YOUR INSTRUCTIONS: Scan the records for "variables" and copy each line that contains it.

----- TASK INPUT

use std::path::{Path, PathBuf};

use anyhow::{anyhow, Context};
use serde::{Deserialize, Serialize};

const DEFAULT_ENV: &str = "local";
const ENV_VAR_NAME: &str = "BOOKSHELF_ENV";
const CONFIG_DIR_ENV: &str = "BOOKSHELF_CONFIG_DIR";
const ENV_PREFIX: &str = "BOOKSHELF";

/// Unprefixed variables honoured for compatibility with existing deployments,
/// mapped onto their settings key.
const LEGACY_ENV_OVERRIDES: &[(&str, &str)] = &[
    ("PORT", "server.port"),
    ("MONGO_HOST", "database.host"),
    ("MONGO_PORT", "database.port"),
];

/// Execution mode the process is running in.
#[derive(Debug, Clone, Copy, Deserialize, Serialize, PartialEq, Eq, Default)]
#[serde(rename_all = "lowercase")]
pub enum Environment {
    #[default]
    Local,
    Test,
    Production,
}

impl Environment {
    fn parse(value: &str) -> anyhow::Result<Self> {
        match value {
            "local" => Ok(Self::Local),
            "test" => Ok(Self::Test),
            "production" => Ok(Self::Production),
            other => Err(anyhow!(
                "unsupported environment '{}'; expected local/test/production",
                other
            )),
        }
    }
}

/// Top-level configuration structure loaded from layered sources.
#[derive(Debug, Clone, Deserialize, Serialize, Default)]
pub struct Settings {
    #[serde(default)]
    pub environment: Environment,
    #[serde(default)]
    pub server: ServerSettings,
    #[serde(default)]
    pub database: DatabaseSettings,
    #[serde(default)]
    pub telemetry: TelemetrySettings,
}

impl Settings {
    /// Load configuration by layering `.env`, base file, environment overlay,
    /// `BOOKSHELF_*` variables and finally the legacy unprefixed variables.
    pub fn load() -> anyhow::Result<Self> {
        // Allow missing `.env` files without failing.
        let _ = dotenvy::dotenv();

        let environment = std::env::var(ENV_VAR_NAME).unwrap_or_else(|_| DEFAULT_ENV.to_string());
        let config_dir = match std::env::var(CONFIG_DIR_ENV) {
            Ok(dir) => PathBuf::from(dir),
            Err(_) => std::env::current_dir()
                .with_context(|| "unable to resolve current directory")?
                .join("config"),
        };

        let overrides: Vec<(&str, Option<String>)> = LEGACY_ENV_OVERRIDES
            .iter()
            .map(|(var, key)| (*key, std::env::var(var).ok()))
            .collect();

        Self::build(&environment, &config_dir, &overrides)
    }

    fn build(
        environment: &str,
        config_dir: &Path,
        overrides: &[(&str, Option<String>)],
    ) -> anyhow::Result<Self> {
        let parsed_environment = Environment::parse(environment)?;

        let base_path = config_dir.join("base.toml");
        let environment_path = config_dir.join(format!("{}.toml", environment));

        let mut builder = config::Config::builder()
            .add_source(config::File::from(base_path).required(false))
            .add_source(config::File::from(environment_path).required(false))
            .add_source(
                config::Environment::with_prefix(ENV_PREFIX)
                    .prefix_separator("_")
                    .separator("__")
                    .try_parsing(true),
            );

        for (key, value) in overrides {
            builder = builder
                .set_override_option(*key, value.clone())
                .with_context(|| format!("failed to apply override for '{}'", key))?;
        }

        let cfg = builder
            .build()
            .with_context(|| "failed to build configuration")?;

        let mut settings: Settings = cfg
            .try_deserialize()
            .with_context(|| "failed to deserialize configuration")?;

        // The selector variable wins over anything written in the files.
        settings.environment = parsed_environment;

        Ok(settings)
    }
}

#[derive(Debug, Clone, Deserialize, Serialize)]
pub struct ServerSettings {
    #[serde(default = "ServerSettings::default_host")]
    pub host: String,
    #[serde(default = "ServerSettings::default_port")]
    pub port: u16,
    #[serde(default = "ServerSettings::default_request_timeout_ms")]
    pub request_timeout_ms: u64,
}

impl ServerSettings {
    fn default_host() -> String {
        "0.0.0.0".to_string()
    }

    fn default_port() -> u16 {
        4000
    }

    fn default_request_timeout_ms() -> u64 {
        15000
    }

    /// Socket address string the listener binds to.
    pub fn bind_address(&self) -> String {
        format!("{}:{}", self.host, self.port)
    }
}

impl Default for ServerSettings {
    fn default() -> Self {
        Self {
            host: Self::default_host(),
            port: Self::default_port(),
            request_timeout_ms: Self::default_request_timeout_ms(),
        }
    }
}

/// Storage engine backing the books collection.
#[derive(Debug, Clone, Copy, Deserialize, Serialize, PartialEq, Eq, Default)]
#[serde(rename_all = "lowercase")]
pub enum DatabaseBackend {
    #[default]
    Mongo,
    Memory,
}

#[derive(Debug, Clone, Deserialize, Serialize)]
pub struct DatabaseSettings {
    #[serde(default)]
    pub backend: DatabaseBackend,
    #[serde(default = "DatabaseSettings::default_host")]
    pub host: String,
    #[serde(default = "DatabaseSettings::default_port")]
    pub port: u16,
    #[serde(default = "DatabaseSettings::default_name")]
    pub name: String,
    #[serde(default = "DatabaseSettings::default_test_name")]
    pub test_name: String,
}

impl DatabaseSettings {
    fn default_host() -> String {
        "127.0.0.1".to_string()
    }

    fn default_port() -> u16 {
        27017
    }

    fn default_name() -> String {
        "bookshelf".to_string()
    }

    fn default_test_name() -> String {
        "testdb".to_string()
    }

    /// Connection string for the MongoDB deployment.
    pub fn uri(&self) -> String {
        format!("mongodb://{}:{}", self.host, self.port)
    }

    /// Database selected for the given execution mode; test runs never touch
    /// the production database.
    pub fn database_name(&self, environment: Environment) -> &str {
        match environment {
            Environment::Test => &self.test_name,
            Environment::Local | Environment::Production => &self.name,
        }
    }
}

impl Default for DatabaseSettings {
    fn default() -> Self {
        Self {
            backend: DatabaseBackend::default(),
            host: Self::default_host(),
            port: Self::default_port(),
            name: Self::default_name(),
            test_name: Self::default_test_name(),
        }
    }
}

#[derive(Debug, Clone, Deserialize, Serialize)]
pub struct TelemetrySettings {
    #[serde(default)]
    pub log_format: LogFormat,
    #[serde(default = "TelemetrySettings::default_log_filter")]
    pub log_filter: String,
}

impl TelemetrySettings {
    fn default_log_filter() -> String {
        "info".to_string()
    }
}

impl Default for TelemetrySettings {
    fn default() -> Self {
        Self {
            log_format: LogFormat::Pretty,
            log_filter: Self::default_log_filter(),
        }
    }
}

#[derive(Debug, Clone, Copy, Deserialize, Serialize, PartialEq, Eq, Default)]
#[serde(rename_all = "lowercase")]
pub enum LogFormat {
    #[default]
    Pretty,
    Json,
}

----------

RESPONSE:
/// Unprefixed variables honoured for compatibility with existing deployments,
    /// `BOOKSHELF_*` variables and finally the legacy unprefixed variables.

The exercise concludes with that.